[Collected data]
.....
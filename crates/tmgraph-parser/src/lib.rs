//! # tmgraph Parser
//!
//! Format detection and decoding of TextMate grammar documents. Grammars are
//! published in several encodings; [`decode`] tries each supported
//! [`Format`] in a fixed order and shapes the first accepted document into a
//! [`Grammar`].
//!
//! ## Usage
//!
//! ```
//! # use tmgraph_parser::{decode, DecodeError};
//!
//! fn main() -> Result<(), DecodeError> {
//!     let source = r##"
//! scopeName: source.demo
//! patterns:
//!   - include: "#keywords"
//! repository:
//!   keywords:
//!     match: \b(if|else)\b
//! "##;
//!
//!     let grammar = decode(source.as_bytes())?;
//!     assert_eq!(grammar.scope_name(), Some("source.demo"));
//!     Ok(())
//! }
//! ```

pub mod cson;

mod error;
mod format;

pub use error::DecodeError;
pub use format::Format;

use log::{debug, info};
use serde_json::Value;

use tmgraph_core::grammar::Grammar;

/// Decode raw grammar bytes into a [`Grammar`].
///
/// Formats are attempted in the order of [`Format::ALL`]: YAML, CSON, JSON,
/// then property list. A format accepts the input only when it parses and
/// the top level is a mapping. The first accepted document is shaped into a
/// grammar; a shape failure is reported as-is and later formats are not
/// tried.
///
/// # Errors
///
/// - [`DecodeError::UnrecognizedFormat`] if no format accepts the input
/// - [`DecodeError::MalformedGrammar`] if the accepted document is not a grammar
pub fn decode(bytes: &[u8]) -> Result<Grammar, DecodeError> {
    let text = std::str::from_utf8(bytes).ok();
    if text.is_none() {
        debug!("Source is not UTF-8, only binary formats apply");
    }

    for format in Format::ALL {
        let document = match format.parse_document(bytes, text) {
            Ok(document) => document,
            Err(reason) => {
                debug!(format:% = format, reason = reason.as_str(); "Format rejected source");
                continue;
            }
        };

        if !document.is_object() {
            debug!(format:% = format; "Document top level is not a mapping");
            continue;
        }

        info!(format:% = format; "Recognized grammar format");
        return shape_grammar(format, document);
    }

    Err(DecodeError::UnrecognizedFormat)
}

/// Turn a generic document into a typed grammar.
fn shape_grammar(format: Format, document: Value) -> Result<Grammar, DecodeError> {
    serde_json::from_value(document).map_err(|err| DecodeError::MalformedGrammar {
        format,
        message: err.to_string(),
    })
}
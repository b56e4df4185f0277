//! Error types for the CLI application.

use thiserror::Error;

/// Result type alias for CLI operations.
pub type Result<T> = std::result::Result<T, CliError>;

/// CLI-specific errors.
#[derive(Debug, Error)]
pub enum CliError {
    /// Configuration error
    #[error("Configuration error: {0}")]
    Config(String),

    /// Extraction error
    #[error("Extraction error: {0}")]
    Extractor(#[from] folio_extractor::ExtractorError),

    /// Record failed validation
    #[error("Validation failed: {0}")]
    Validation(#[from] folio_domain::ValidationError),

    /// I/O error
    #[error("I/O error: {0}")]
    Io(#[from] std::io::Error),

    /// Serialization error
    #[error("Serialization error: {0}")]
    Serialization(#[from] serde_json::Error),

    /// TOML parsing error
    #[error("TOML parsing error: {0}")]
    Toml(#[from] toml::de::Error),

    /// Invalid input
    #[error("Invalid input: {0}")]
    InvalidInput(String),

    /// Nothing has been loaded yet
    #[error("No record loaded. Use 'load <file>' first.")]
    NoRecord,
}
.....
* **THE TASK**
Gather each line from the entries above that includes the word "first".

* **OUTPUT FOR THIS TASK**
//! [`Format`] in a fixed order and shapes the first accepted document into a
/// the top level is a mapping. The first accepted document is shaped into a
    #[error("No record loaded. Use 'load <file>' first.")]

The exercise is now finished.